The automation bias literature adds something the extensions framework needs. Goddard et al.'s systematic review of 74 studies found that when automation failures go undetected, subjective trust increases. The failures that extensions don't catch don't just persist—they amplify confidence. The user encounters reliable performance, doesn't encounter failures (because they're invisible, not absent), and calibrates trust upward.

This is what makes extension scope limits dangerous rather than merely incomplete. Extensions that catch most errors create conditions for overreliance on the dimensions they don't cover. The user's experience of smooth operation trains them out of checking. The checking atrophies. And then the error on an uncovered dimension gets through to a user who has stopped looking.

The Dutch public-sector experiment is the encouraging counter: when salient, usable alternative cues were provided alongside AI recommendations, automation bias disappeared. The bias isn't intrinsic to using AI. It's about whether the environment keeps the practitioner's verification instincts alive on the dimensions the primary extensions don't cover.

Aviation is the sobering qualifier. Pilots committed errors 55% of the time even when correct cross-check information was available. Extensions must be engaged, not just available—and the conditions for engagement (workload, time pressure, interface design) are themselves part of the extension system.
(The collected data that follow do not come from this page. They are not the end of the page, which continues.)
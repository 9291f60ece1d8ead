//! Analysis session: one user-facing workflow from upload to PDF.
//!
//! An [`AnalysisSession`] owns everything a single analysis needs and
//! releases it deterministically:
//!
//! | Resource            | Acquired            | Released                                  |
//! |---------------------|---------------------|-------------------------------------------|
//! | tracking task       | successful `start`  | settle, tracking error, `cancel`, `clear`, new `start`, drop |
//! | image preview file  | successful `start`  | `clear`, new `start`, submission failure, tracking failure (in `wait`), drop |
//!
//! The preview is a `tempfile` copy of the uploaded image. It backs the
//! image embedded in the exported PDF and is deleted when released.

use crate::config::{ClientConfig, ReportLayout};
use crate::error::{EvalumeError, SubmissionError};
use crate::gateway::{Gateway, ImageUpload, Submission, SubmissionRequest};
use crate::job::AnalysisJob;
use crate::progress::ObserverRef;
use crate::render::{self, ReportInput};
use crate::report::{aggregate, AggregatedReport};
use crate::stream::SnapshotStream;
use crate::tracker::{JobPoller, TrackingOutcome, TrackingState};
use serde::Serialize;
use std::io::Write;
use std::path::{Path, PathBuf};
use std::sync::Arc;
use tempfile::NamedTempFile;
use tracing::{debug, info, warn};

/// Where the session is in its lifecycle.
#[derive(Debug, Clone, Copy, PartialEq, Eq, Default, Serialize)]
#[serde(rename_all = "snake_case")]
pub enum Phase {
    #[default]
    Idle,
    /// Status queries are running.
    Tracking,
    /// Both analyses are terminal; export is available.
    Settled,
    /// Submission or tracking failed; see [`SessionView::error`].
    Failed,
    Cancelled,
}

/// Everything a front end needs to draw the current state.
#[derive(Debug, Clone, Default, Serialize)]
pub struct SessionView {
    pub phase: Phase,
    pub run_id: Option<String>,
    pub extracted_text: Option<String>,
    pub aggregated: AggregatedReport,
    /// Submission or tracking error, user-facing. Stage failures live in
    /// `aggregated.errors` instead.
    pub error: Option<String>,
}

impl SessionView {
    pub fn is_loading(&self) -> bool {
        self.phase == Phase::Tracking
    }

    pub fn can_export(&self) -> bool {
        self.phase == Phase::Settled
    }
}

/// Temporary on-disk copy of the submitted image.
#[derive(Debug)]
pub struct ImagePreview {
    file: NamedTempFile,
    mime_type: String,
}

impl ImagePreview {
    fn create(upload: &ImageUpload) -> std::io::Result<Self> {
        let suffix = Path::new(&upload.file_name)
            .extension()
            .map(|ext| format!(".{}", ext.to_string_lossy()))
            .unwrap_or_default();
        let mut file = tempfile::Builder::new()
            .prefix("evalume-preview-")
            .suffix(&suffix)
            .tempfile()?;
        file.write_all(&upload.bytes)?;
        file.flush()?;
        Ok(Self {
            file,
            mime_type: upload.mime_type.clone(),
        })
    }

    pub fn path(&self) -> &Path {
        self.file.path()
    }

    pub fn mime_type(&self) -> &str {
        &self.mime_type
    }

    async fn read(&self) -> std::io::Result<Vec<u8>> {
        tokio::fs::read(self.file.path()).await
    }
}

/// One analysis workflow: submit, track, view, export.
pub struct AnalysisSession {
    poller: JobPoller,
    layout: ReportLayout,
    preview: Option<ImagePreview>,
    view: SessionView,
}

impl AnalysisSession {
    pub fn new(gateway: Arc<dyn Gateway>, config: ClientConfig, layout: ReportLayout) -> Self {
        Self {
            poller: JobPoller::new(gateway, config),
            layout,
            preview: None,
            view: SessionView::default(),
        }
    }

    pub fn with_observer(mut self, observer: ObserverRef) -> Self {
        self.poller = self.poller.with_observer(observer);
        self
    }

    pub fn layout(&self) -> &ReportLayout {
        &self.layout
    }

    /// Submit an image and start tracking it.
    ///
    /// Invalid input only sets [`SessionView::error`]; a job already in
    /// flight keeps running. A valid request replaces the previous job and
    /// its preview.
    pub async fn start(
        &mut self,
        request: SubmissionRequest,
    ) -> Result<Submission, SubmissionError> {
        if let Err(e) = request.validate(self.poller.config().max_upload_bytes) {
            debug!("Rejected before submission: {}", e);
            self.view.error = Some(e.to_string());
            return Err(e);
        }

        self.release_preview();
        self.view = SessionView::default();

        let submission = match self.poller.submit(&request).await {
            Ok(s) => s,
            Err(e) => {
                warn!("Submission failed: {}", e);
                self.view.phase = Phase::Failed;
                self.view.error = Some(e.to_string());
                return Err(e);
            }
        };

        self.preview = match ImagePreview::create(&request.image) {
            Ok(preview) => Some(preview),
            Err(e) => {
                warn!("Could not keep a preview of the image, PDF will omit it: {}", e);
                None
            }
        };

        self.poller
            .start_tracking(submission.run_id.clone(), submission.extracted_text.clone());
        self.view.phase = Phase::Tracking;
        self.view.run_id = Some(submission.run_id.clone());
        self.view.extracted_text = Some(submission.extracted_text.clone());
        Ok(submission)
    }

    /// Current view, including the latest snapshot.
    ///
    /// Reflects a settled job or a failed status query as soon as the
    /// tracking task records it; no need to [`Self::wait`] first.
    pub fn view(&self) -> SessionView {
        let mut view = self.view.clone();
        if let Some(job) = self.poller.snapshot() {
            view.aggregated = aggregate(&job);
            if view.phase == Phase::Tracking && job.is_settled() {
                view.phase = Phase::Settled;
            }
        }
        if view.phase == Phase::Tracking {
            if let Some(TrackingState::Failed(error)) = self.poller.state() {
                view.phase = Phase::Failed;
                view.error = Some(error.to_string());
            }
        }
        view
    }

    pub fn snapshot(&self) -> Option<AnalysisJob> {
        self.poller.snapshot()
    }

    pub fn updates(&self) -> Option<SnapshotStream> {
        self.poller.updates()
    }

    pub fn preview(&self) -> Option<&ImagePreview> {
        self.preview.as_ref()
    }

    /// Wait until tracking ends and fold the outcome into the view.
    pub async fn wait(&mut self) -> Option<TrackingOutcome> {
        let outcome = self.poller.wait().await?;
        self.view.aggregated = aggregate(outcome.job());
        match &outcome {
            TrackingOutcome::Settled(_) => self.view.phase = Phase::Settled,
            TrackingOutcome::Failed { error, .. } => {
                self.view.phase = Phase::Failed;
                self.view.error = Some(error.to_string());
                self.release_preview();
            }
            TrackingOutcome::Cancelled(_) => {
                if self.view.phase == Phase::Tracking {
                    self.view.phase = Phase::Cancelled;
                }
            }
        }
        Some(outcome)
    }

    /// Stop tracking; what was received so far stays visible.
    pub fn cancel(&mut self) {
        self.poller.cancel();
        if self.view.phase != Phase::Tracking {
            return;
        }
        // A job that already settled or failed keeps that outcome.
        let current = self.view();
        if current.phase == Phase::Tracking {
            info!("Session cancelled");
            self.view.phase = Phase::Cancelled;
        } else {
            self.view.phase = current.phase;
            self.view.error = current.error;
        }
    }

    /// Back to idle: stop tracking, drop the preview, forget everything.
    pub fn clear(&mut self) {
        self.poller.clear();
        self.release_preview();
        self.view = SessionView::default();
    }

    /// Render the PDF report. Requires both analyses to be terminal.
    pub async fn export(&self) -> Result<Vec<u8>, EvalumeError> {
        let input = self.report_input().await?;
        Ok(render::render_report(&input, &self.layout).await?)
    }

    /// Render the PDF report to `path` (atomic write).
    pub async fn export_to_file(&self, path: impl AsRef<Path>) -> Result<PathBuf, EvalumeError> {
        let input = self.report_input().await?;
        Ok(render::render_to_file(&input, &self.layout, path).await?)
    }

    async fn report_input(&self) -> Result<ReportInput, EvalumeError> {
        let view = self.view();
        if !view.can_export() {
            return Err(EvalumeError::NotReady(
                "Report is not ready: both analyses must finish before export.".into(),
            ));
        }

        let image = match &self.preview {
            Some(preview) => match preview.read().await {
                Ok(bytes) => Some(bytes),
                Err(e) => {
                    warn!("Could not read image preview, PDF will omit it: {}", e);
                    None
                }
            },
            None => None,
        };

        Ok(ReportInput {
            report: view.aggregated.report,
            extracted_text: view.extracted_text,
            image,
        })
    }

    fn release_preview(&mut self) {
        if let Some(preview) = self.preview.take() {
            debug!("Releasing image preview {}", preview.path().display());
        }
    }
}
Where this leaves the framework

The extensions framework predicts that the frontier is smoother where extensions are engaged. That holds. But each extension has specific capacities, and this post is about what happens beyond those capacities.

Three things happen. First, confidence from the covered dimensions generalizes to uncovered ones—green CI makes you feel like the code is good across dimensions the CI doesn't check for. Second, extensions can be satisfied in form without being satisfied in function—tests pass, but the intent behind the tests may not be met, and the more automated the extension, the more this matters. Third, the gaps are invisible when things are going well. Trust drift means the absence of detected errors increases confidence rather than maintaining vigilance.

The descriptive claim from Post 1 still holds: extensions predict where the frontier is smooth. But the prediction has to be dimensional. Smooth on what? Map the capacities of the extensions in a practice and you know which dimensions are grounded. The same practice can be smooth on functional correctness and jagged on security—not because security is inherently harder to extend, but because nobody built or engaged an extension with that capacity. Smooth on symptom reduction and jagged on skill formation—not because skill formation can't be extended, but because the chatbot's extensions don't have that capacity.

The handoff analytic is what makes the dimensions visible. Without it, you'd list the extensions and declare the frontier smooth. With it, you ask what each extension's capacities actually are, what the practice used to do across all its dimensions, and whether those functions survived the move to AI-assisted work. That's where this gets hard.